Note that this dataset isn’t perfect. By design, there are some issues that are present. It is primarily designed as a teaching data set – to teach human resources professionals how to work with data and analytics.
Content
We have reduced the complexity of the dataset down to a single data file (v14). The CSV revolves around a fictitious company and the core data set contains names, DOBs, age, gender, marital status, date of hire, reasons for termination, department, whether they are active or terminated, position title, pay rate, manager name, and performance score.
Recent additions to the data include:
- Absences
- Most Recent Performance Review Date
- Employee Engagement Score
Acknowledgements
Dr. Carla Patalano provided the baseline idea for creating this synthetic data set, which has been used now by over 200 Human Resource Management students at the college. Students in the course learn data visualization techniques with Tableau Desktop and use this data set to complete a series of assignments.
Inspiration
We’ve included some open-ended questions that you can explore and try to address through creating Tableau visualizations, or R or Python analyses. Good luck and enjoy the learning!

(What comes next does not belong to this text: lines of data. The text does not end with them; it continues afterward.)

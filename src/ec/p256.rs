//! NIST P-256 constants and the precomputed generator multi-table.
//!
//! The source design treats the generator table as an external, build-time
//! data blob. This crate cannot ship a binary asset, so it builds the
//! equivalent table once per process (via [`std::sync::OnceLock`]) from the
//! standard P-256 domain parameters, using the same `double`/`full_add`
//! kernels the rest of the engine uses — the "build step" simply runs at
//! first use instead of at compile time.

use std::sync::OnceLock;

use crate::ec::context::CurveContext;
use crate::ec::error::ScalarError;
use crate::ec::field::FieldContext;
use crate::ec::kernel::{double, full_add, mix_add, AffineCoords, ProjectiveCoords};
use crate::ec::window::WindowIter;
use crate::ec::workplace::Workplace;

/// Window width used by the generator ladder.
pub const P256_WINDOW_SIZE: u8 = 4;
/// Number of sub-tables (`ceil(256 / P256_WINDOW_SIZE)`).
pub const P256_N_TABLES: usize = 64;
/// Entries per sub-table (`2^P256_WINDOW_SIZE`).
pub const P256_POINTS_PER_TABLE: usize = 16;

pub const P256_MODULUS: [u8; 32] = [
    0xff, 0xff, 0xff, 0xff, 0x00, 0x00, 0x00, 0x01, 0x00, 0x00, 0x00, 0x00, 0x00, 0x00, 0x00, 0x00,
    0x00, 0x00, 0x00, 0x00, 0xff, 0xff, 0xff, 0xff, 0xff, 0xff, 0xff, 0xff, 0xff, 0xff, 0xff, 0xff,
];

pub const P256_B: [u8; 32] = [
    0x5a, 0xc6, 0x35, 0xd8, 0xaa, 0x3a, 0x93, 0xe7, 0xb3, 0xeb, 0xbd, 0x55, 0x76, 0x98, 0x86, 0xbc,
    0x65, 0x1d, 0x06, 0xb0, 0xcc, 0x53, 0xb0, 0xf6, 0x3b, 0xce, 0x3c, 0x3e, 0x27, 0xd2, 0x60, 0x4b,
];

pub const P256_ORDER: [u8; 32] = [
    0xff, 0xff, 0xff, 0xff, 0x00, 0x00, 0x00, 0x00, 0xff, 0xff, 0xff, 0xff, 0xff, 0xff, 0xff, 0xff,
    0xbc, 0xe6, 0xfa, 0xad, 0xa7, 0x17, 0x9e, 0x84, 0xf3, 0xb9, 0xca, 0xc2, 0xfc, 0x63, 0x25, 0x51,
];

pub const P256_GX: [u8; 32] = [
    0x6b, 0x17, 0xd1, 0xf2, 0xe1, 0x2c, 0x42, 0x47, 0xf8, 0xbc, 0xe6, 0xe5, 0x63, 0xa4, 0x40, 0xf2,
    0x77, 0x03, 0x7d, 0x81, 0x2d, 0xeb, 0x33, 0xa0, 0xf4, 0xa1, 0x39, 0x45, 0xd8, 0x98, 0xc2, 0x96,
];

pub const P256_GY: [u8; 32] = [
    0x4f, 0xe3, 0x42, 0xe2, 0xfe, 0x1a, 0x7f, 0x9b, 0x8e, 0xe7, 0xeb, 0x4a, 0x7c, 0x0f, 0x9e, 0x16,
    0x2b, 0xce, 0x33, 0x57, 0x6b, 0x31, 0x5e, 0xce, 0xcb, 0xb6, 0x40, 0x68, 0x37, 0xbf, 0x51, 0xf5,
];

/// `true` iff `modulus` is the NIST P-256 prime, enabling the generator
/// ladder for a context built on it.
pub fn is_p256_modulus(modulus: &[u8]) -> bool {
    modulus == P256_MODULUS
}

static P256_AFFINE_TABLE: OnceLock<Vec<AffineCoords>> = OnceLock::new();

/// Returns the canonical (unscrambled) generator table, building it on
/// first use. Row-major: table `i`, entry `j` is at index
/// `i * P256_POINTS_PER_TABLE + j` and holds `(j * 2^(4i)) * G`.
pub fn generator_table(field: &FieldContext) -> &'static [AffineCoords] {
    P256_AFFINE_TABLE.get_or_init(|| build_generator_table(field))
}

fn build_generator_table(field: &FieldContext) -> Vec<AffineCoords> {
    let mut wp = Workplace::new(field);
    let b3 = field.mul_small(
        &field
            .from_bytes(&P256_B)
            .expect("P-256 b must decode under its own field"),
        3,
    );

    let mut base = ProjectiveCoords {
        x: field
            .from_bytes(&P256_GX)
            .expect("P-256 Gx must decode under its own field"),
        y: field
            .from_bytes(&P256_GY)
            .expect("P-256 Gy must decode under its own field"),
        z: field.one(),
    };

    let mut table = Vec::with_capacity(P256_N_TABLES * P256_POINTS_PER_TABLE);
    for _ in 0..P256_N_TABLES {
        table.push(AffineCoords {
            x: field.zero(),
            y: field.zero(),
        });
        table.push(to_affine(field, &mut wp, &base));

        let mut cur = base.clone();
        for _ in 2..P256_POINTS_PER_TABLE {
            cur = full_add(field, &b3, &mut wp, &cur, &base);
            table.push(to_affine(field, &mut wp, &cur));
        }

        for _ in 0..P256_WINDOW_SIZE {
            base = double(field, &b3, &mut wp, &base);
        }
    }

    table
}

fn to_affine(field: &FieldContext, wp: &mut Workplace, p: &ProjectiveCoords) -> AffineCoords {
    let z_inv = field.inv(&p.z);
    AffineCoords {
        x: field.mul(&p.x, &z_inv, wp.scratch()),
        y: field.mul(&p.y, &z_inv, wp.scratch()),
    }
}

/// `k · G` for the P-256 generator, consuming windows right to left
/// against the precomputed multi-table: one `mix_add` per nibble, no
/// doublings. Fails with [`ScalarError::Value`] if `k` needs more windows
/// than the table provides.
pub fn scalar_mul_generator(
    ctx: &CurveContext,
    wp: &mut Workplace,
    k: &[u8],
) -> Result<ProjectiveCoords, ScalarError> {
    let field = ctx.field();
    let tables = ctx
        .generator_tables
        .as_ref()
        .expect("scalar_mul_generator called on a non-P-256 context");

    let windows = WindowIter::init_rl(P256_WINDOW_SIZE, k);
    if windows.nr_windows() > P256_N_TABLES {
        return Err(ScalarError::Value);
    }

    let mut acc = ProjectiveCoords {
        x: field.zero(),
        y: field.one(),
        z: field.zero(),
    };
    let mut gathered = vec![field.zero(), field.zero()];
    for (i, digit) in windows.enumerate() {
        tables[i].gather(field, digit as usize, &mut gathered);
        let affine = AffineCoords {
            x: gathered[0].clone(),
            y: gathered[1].clone(),
        };
        acc = mix_add(field, &ctx.b3, wp, &acc, &affine);
    }

    Ok(acc)
}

- Is there any relationship between who a person works for and their performance score?
- What is the overall diversity profile of the organization?
- What are our best recruiting sources if we want to ensure a diverse organization?
- Can we predict who is going to terminate and who isn’t? What level of accuracy can we achieve on this?
- Are there areas of the company where pay is not equitable?
There are so many other interesting questions that could be addressed through this interesting data set. Dr. Patalano and I look forward to seeing what we can come up with.